#### Exercise aim
Across the records below, count every line that contains the string "classify", then report the count alone.

········

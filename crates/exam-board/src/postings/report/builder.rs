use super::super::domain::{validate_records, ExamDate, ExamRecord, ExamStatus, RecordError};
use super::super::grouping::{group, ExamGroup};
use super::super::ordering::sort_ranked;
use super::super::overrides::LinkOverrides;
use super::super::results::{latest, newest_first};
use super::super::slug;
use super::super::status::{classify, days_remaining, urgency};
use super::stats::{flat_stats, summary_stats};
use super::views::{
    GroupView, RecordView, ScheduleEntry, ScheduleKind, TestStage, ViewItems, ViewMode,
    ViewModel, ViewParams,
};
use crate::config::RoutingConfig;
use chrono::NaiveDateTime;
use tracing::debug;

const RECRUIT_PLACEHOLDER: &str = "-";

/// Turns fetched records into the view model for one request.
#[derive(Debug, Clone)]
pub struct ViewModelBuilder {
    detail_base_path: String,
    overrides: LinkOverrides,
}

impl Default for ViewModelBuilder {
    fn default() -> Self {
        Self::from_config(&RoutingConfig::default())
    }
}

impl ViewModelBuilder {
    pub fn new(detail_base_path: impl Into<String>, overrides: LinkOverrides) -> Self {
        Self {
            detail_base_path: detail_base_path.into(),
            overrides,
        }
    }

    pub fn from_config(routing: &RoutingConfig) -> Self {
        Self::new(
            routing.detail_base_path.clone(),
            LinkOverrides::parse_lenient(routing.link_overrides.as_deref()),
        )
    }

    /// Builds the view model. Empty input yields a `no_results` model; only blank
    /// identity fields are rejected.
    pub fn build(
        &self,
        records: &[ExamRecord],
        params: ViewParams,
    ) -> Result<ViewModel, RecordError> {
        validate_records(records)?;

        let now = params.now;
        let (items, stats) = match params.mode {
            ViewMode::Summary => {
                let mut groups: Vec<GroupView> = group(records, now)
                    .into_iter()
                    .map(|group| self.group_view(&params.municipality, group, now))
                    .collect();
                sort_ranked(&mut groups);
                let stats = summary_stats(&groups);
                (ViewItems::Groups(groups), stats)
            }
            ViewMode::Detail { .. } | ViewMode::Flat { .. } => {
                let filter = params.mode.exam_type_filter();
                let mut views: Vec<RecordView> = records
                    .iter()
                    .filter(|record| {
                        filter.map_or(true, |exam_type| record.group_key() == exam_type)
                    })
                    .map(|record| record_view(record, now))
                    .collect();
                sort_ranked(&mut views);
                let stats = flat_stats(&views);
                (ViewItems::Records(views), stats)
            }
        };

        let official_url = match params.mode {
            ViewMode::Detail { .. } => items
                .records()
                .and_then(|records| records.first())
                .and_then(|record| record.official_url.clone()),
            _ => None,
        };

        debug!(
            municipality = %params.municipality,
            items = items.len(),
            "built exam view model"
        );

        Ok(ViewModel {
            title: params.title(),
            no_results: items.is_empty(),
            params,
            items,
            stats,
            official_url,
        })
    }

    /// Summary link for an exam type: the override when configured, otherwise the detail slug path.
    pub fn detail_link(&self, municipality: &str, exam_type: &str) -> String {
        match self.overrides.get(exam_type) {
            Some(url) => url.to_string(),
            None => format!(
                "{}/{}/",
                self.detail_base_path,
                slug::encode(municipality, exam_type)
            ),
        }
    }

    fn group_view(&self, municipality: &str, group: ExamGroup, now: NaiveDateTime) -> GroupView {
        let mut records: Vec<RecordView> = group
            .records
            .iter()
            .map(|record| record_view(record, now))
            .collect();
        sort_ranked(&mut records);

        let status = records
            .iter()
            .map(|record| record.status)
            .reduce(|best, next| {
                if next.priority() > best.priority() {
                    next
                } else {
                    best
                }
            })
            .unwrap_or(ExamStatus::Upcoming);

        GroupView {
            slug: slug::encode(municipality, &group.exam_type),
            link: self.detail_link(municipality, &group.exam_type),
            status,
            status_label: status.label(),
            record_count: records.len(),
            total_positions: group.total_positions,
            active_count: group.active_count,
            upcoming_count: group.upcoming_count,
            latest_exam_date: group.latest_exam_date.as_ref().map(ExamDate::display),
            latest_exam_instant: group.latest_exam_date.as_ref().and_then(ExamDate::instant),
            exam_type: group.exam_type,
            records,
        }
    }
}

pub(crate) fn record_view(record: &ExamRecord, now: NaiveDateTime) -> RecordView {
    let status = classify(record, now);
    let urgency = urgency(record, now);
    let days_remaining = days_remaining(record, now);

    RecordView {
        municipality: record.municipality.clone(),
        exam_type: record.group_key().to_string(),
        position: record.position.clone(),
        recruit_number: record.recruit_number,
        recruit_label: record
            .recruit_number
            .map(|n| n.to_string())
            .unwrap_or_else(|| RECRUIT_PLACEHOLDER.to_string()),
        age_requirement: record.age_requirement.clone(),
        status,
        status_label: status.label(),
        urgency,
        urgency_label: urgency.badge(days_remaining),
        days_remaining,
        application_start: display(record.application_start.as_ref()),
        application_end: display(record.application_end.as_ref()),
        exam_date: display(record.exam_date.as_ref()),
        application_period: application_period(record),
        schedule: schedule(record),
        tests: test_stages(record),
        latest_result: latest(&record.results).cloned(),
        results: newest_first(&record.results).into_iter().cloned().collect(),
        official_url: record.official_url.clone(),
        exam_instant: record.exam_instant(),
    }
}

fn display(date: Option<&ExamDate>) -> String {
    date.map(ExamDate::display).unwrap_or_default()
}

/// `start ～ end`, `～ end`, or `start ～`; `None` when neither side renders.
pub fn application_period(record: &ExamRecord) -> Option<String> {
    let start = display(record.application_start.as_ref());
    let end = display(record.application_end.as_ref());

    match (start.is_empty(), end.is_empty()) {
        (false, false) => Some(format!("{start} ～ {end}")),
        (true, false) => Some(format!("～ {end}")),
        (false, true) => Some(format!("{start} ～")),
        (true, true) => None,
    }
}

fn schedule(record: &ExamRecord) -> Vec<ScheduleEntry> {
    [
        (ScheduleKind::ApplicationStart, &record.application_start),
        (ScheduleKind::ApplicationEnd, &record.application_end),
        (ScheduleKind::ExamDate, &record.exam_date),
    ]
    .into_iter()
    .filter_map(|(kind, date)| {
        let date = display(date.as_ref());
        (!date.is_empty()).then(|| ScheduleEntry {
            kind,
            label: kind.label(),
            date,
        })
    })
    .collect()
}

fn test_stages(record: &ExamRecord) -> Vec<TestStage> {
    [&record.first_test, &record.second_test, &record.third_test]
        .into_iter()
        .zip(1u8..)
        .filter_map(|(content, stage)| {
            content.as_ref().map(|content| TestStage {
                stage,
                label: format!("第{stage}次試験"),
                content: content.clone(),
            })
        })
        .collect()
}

········

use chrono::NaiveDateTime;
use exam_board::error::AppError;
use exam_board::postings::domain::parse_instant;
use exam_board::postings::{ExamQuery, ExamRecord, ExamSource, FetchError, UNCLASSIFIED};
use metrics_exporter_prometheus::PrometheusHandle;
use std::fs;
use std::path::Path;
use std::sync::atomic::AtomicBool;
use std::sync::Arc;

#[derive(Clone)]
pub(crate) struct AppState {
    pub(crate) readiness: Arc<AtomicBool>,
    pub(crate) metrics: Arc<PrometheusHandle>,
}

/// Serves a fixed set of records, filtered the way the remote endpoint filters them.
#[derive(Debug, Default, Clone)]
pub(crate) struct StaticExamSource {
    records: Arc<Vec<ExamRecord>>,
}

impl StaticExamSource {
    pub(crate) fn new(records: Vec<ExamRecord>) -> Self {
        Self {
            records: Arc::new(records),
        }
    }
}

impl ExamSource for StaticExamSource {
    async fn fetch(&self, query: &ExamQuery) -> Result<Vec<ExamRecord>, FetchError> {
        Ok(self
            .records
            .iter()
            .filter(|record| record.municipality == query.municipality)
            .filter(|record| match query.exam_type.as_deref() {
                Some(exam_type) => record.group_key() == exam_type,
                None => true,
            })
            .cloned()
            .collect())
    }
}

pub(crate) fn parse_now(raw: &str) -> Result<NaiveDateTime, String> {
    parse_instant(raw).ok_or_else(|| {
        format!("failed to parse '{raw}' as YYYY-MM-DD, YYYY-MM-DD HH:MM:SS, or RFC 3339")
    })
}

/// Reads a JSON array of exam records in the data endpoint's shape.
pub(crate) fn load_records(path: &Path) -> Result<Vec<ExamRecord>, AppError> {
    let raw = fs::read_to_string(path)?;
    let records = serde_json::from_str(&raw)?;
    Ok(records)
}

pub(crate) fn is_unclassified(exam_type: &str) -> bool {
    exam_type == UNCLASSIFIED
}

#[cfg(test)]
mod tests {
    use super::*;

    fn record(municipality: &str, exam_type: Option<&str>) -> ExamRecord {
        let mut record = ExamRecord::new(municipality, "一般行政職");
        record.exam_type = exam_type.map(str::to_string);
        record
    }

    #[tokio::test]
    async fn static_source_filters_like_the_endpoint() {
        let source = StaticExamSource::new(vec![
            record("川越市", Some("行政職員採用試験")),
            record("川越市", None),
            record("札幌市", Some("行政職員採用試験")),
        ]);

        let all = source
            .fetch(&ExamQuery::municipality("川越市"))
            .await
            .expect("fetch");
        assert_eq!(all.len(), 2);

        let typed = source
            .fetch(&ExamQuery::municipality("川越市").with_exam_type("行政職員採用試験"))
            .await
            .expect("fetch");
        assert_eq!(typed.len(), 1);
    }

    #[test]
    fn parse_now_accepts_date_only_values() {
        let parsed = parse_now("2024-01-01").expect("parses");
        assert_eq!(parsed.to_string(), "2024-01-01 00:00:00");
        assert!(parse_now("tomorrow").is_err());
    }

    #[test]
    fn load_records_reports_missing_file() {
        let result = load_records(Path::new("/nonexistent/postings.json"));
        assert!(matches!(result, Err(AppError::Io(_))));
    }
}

········

#### Expected answer
2